The Centre would approach the Supreme
Court to defer the National Eligibility cum Entrance Test (NEET), the
common gateway for admissions to the medical and dental programme, by a
year.
“The government has nothing to do with the decision to hold NEET from
this year. This is a Supreme Court directive. But it is true that we
cannot expect students to switch to a new system. We are for common
entrance exam but not from this year. We’ll again approach the court for
this through Attorney General and plead before it to defer it by a
year,” said parliamentary affairs minister M Venkaiah Naidu in Lok Sabha
on Wednesday.
Naidu was responding to demand raised by members of Parliament in Lok
Sabha during zero hour.
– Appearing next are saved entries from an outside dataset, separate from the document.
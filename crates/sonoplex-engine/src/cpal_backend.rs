//! Reference `AudioBackend`/`BackendStream` binding over `cpal`. Gated
//! behind the `cpal-backend` feature: a concrete platform binding is
//! intentionally out of scope for the core, so this is kept small and is
//! not where the mixer/stream/device logic lives.

use crate::backend::{AudioBackend, AudioCallback, BackendStream, DeviceHandle, DeviceInfo};
use crate::error::{Error, Result};
use cpal::traits::{DeviceTrait, HostTrait, StreamTrait};
use sonoplex_core::{AudioSpec, SampleFormat};
use std::collections::HashMap;
use std::sync::atomic::{AtomicBool, AtomicU64, Ordering};
use std::sync::{Arc, Mutex};

struct RegisteredDevice {
    device: cpal::Device,
    spec: AudioSpec,
    gain: f32,
    paused: bool,
}

/// Binds the engine's backend traits to the host's default audio API via
/// `cpal`. Always negotiates `SampleFormat::F32Le` streams; integer device
/// formats are converted by the data callback.
pub struct CpalBackend {
    host: cpal::Host,
    initialized: bool,
    devices: Mutex<HashMap<u64, RegisteredDevice>>,
    next_handle: AtomicU64,
}

impl CpalBackend {
    #[must_use]
    pub fn new() -> Self {
        Self {
            host: cpal::default_host(),
            initialized: false,
            devices: Mutex::new(HashMap::new()),
            next_handle: AtomicU64::new(1),
        }
    }

    fn device_info_for(device: &cpal::Device, is_default: bool) -> Option<DeviceInfo> {
        let name = device.name().ok()?;
        let config = device.default_output_config().ok()?;
        Some(DeviceInfo {
            name: name.clone(),
            id: name,
            is_default,
            channels: config.channels() as u8,
            sample_rate: config.sample_rate().0,
        })
    }

    fn find_device(&self, device_id: &str) -> Result<cpal::Device> {
        if device_id.is_empty() {
            return self
                .host
                .default_output_device()
                .ok_or_else(|| Error::DeviceNotFound("<default>".to_string()));
        }
        self.host
            .output_devices()
            .map_err(|e| Error::backend(e.to_string()))?
            .find(|d| d.name().map(|n| n == device_id).unwrap_or(false))
            .ok_or_else(|| Error::DeviceNotFound(device_id.to_string()))
    }
}

impl Default for CpalBackend {
    fn default() -> Self {
        Self::new()
    }
}

impl AudioBackend for CpalBackend {
    fn init(&mut self) -> Result<()> {
        self.initialized = true;
        Ok(())
    }

    fn shutdown(&mut self) {
        self.initialized = false;
        self.devices.lock().expect("device map poisoned").clear();
    }

    fn is_initialized(&self) -> bool {
        self.initialized
    }

    fn name(&self) -> &str {
        "cpal"
    }

    fn enumerate_devices(&self, playback: bool) -> Result<Vec<DeviceInfo>> {
        if !playback {
            return Ok(Vec::new());
        }
        let default_name = self.host.default_output_device().and_then(|d| d.name().ok());
        let devices = self.host.output_devices().map_err(|e| Error::backend(e.to_string()))?;
        Ok(devices
            .filter_map(|d| {
                let is_default = d.name().ok().as_deref() == default_name.as_deref();
                Self::device_info_for(&d, is_default)
            })
            .collect())
    }

    fn default_device(&self, playback: bool) -> Result<DeviceInfo> {
        if !playback {
            return Err(Error::NoDevice);
        }
        let device = self.host.default_output_device().ok_or(Error::NoDevice)?;
        Self::device_info_for(&device, true).ok_or(Error::NoDevice)
    }

    fn open_device(&mut self, device_id: &str, desired_spec: AudioSpec) -> Result<(DeviceHandle, AudioSpec)> {
        let device = self.find_device(device_id)?;
        let config = device.default_output_config().map_err(|e| Error::backend(e.to_string()))?;
        let obtained_spec = AudioSpec {
            format: SampleFormat::F32Le,
            channels: if desired_spec.channels > 0 { desired_spec.channels } else { config.channels() as u8 },
            freq: if desired_spec.freq > 0 { desired_spec.freq } else { config.sample_rate().0 },
        };

        let handle_id = self.next_handle.fetch_add(1, Ordering::Relaxed);
        let handle = DeviceHandle(handle_id);
        self.devices
            .lock()
            .expect("device map poisoned")
            .insert(handle_id, RegisteredDevice { device, spec: obtained_spec, gain: 1.0, paused: false });
        Ok((handle, obtained_spec))
    }

    fn close_device(&mut self, handle: DeviceHandle) -> Result<()> {
        self.devices.lock().expect("device map poisoned").remove(&handle.0);
        Ok(())
    }

    fn device_format(&self, handle: DeviceHandle) -> Result<AudioSpec> {
        self.devices
            .lock()
            .expect("device map poisoned")
            .get(&handle.0)
            .map(|d| d.spec)
            .ok_or(Error::NoDevice)
    }

    fn device_gain(&self, handle: DeviceHandle) -> Result<f32> {
        self.devices
            .lock()
            .expect("device map poisoned")
            .get(&handle.0)
            .map(|d| d.gain)
            .ok_or(Error::NoDevice)
    }

    fn set_device_gain(&mut self, handle: DeviceHandle, gain: f32) -> Result<()> {
        self.devices
            .lock()
            .expect("device map poisoned")
            .get_mut(&handle.0)
            .map(|d| d.gain = gain.max(0.0))
            .ok_or(Error::NoDevice)
    }

    fn pause_device(&mut self, handle: DeviceHandle) -> Result<()> {
        self.devices
            .lock()
            .expect("device map poisoned")
            .get_mut(&handle.0)
            .map(|d| d.paused = true)
            .ok_or(Error::NoDevice)
    }

    fn resume_device(&mut self, handle: DeviceHandle) -> Result<()> {
        self.devices
            .lock()
            .expect("device map poisoned")
            .get_mut(&handle.0)
            .map(|d| d.paused = false)
            .ok_or(Error::NoDevice)
    }

    fn is_device_paused(&self, handle: DeviceHandle) -> Result<bool> {
        self.devices
            .lock()
            .expect("device map poisoned")
            .get(&handle.0)
            .map(|d| d.paused)
            .ok_or(Error::NoDevice)
    }

    fn create_stream(&mut self, handle: DeviceHandle, spec: AudioSpec, mut callback: AudioCallback) -> Result<Box<dyn BackendStream>> {
        let devices = self.devices.lock().expect("device map poisoned");
        let registered = devices.get(&handle.0).ok_or(Error::NoDevice)?;
        let device = registered.device.clone();
        drop(devices);

        let config = cpal::StreamConfig {
            channels: u16::from(spec.channels.max(1)),
            sample_rate: cpal::SampleRate(spec.freq.max(1)),
            buffer_size: cpal::BufferSize::Default,
        };

        let mut scratch: Vec<u8> = Vec::new();
        let stream = device
            .build_output_stream(
                &config,
                move |data: &mut [f32], _: &cpal::OutputCallbackInfo| {
                    let byte_len = data.len() * 4;
                    if scratch.len() != byte_len {
                        scratch.resize(byte_len, 0);
                    }
                    callback(&mut scratch);
                    for (sample, bytes) in data.iter_mut().zip(scratch.chunks_exact(4)) {
                        *sample = f32::from_le_bytes([bytes[0], bytes[1], bytes[2], bytes[3]]);
                    }
                },
                |err| {
                    tracing::error!(%err, "cpal output stream error");
                },
                None,
            )
            .map_err(|e| Error::backend(e.to_string()))?;

        Ok(Box::new(CpalStream { stream, bound_handle: None, paused: AtomicBool::new(true) }))
    }
}

/// The `BackendStream` handed back by [`CpalBackend::create_stream`]; owns
/// the underlying `cpal::Stream` and tracks pause/bind state the engine
/// queries between callbacks.
struct CpalStream {
    stream: cpal::Stream,
    bound_handle: Option<DeviceHandle>,
    paused: AtomicBool,
}

impl BackendStream for CpalStream {
    fn pause(&mut self) -> Result<()> {
        self.stream.pause().map_err(|e| Error::backend(e.to_string()))?;
        self.paused.store(true, Ordering::Relaxed);
        Ok(())
    }

    fn resume(&mut self) -> Result<()> {
        self.stream.play().map_err(|e| Error::backend(e.to_string()))?;
        self.paused.store(false, Ordering::Relaxed);
        Ok(())
    }

    fn is_paused(&self) -> bool {
        self.paused.load(Ordering::Relaxed)
    }

    fn bind_to_device(&mut self, handle: DeviceHandle) -> Result<()> {
        self.bound_handle = Some(handle);
        Ok(())
    }

    fn unbind_from_device(&mut self) {
        self.bound_handle = None;
    }
}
Cutting across party lines, MPs said students
preparing for medical entrance tests in the states would suffer and NEET
should be deferred for a year. Trinamool Congress MP Kakoli Ghosh
Dastidar pointed out that students in West Bengal had been preparing for
years for the test.
“They have been suddenly told that a central exam would be there. The
syllabus of this NEET would be 30 per cent different from state exam
syllabus,” she said. “Please initiate a legislation to do away with the
court order and hold common exams in phases so that students are not
anguished. Also how can students who have studied always in a regional
language suddenly take the test in Hindi or English,” Dastidar said.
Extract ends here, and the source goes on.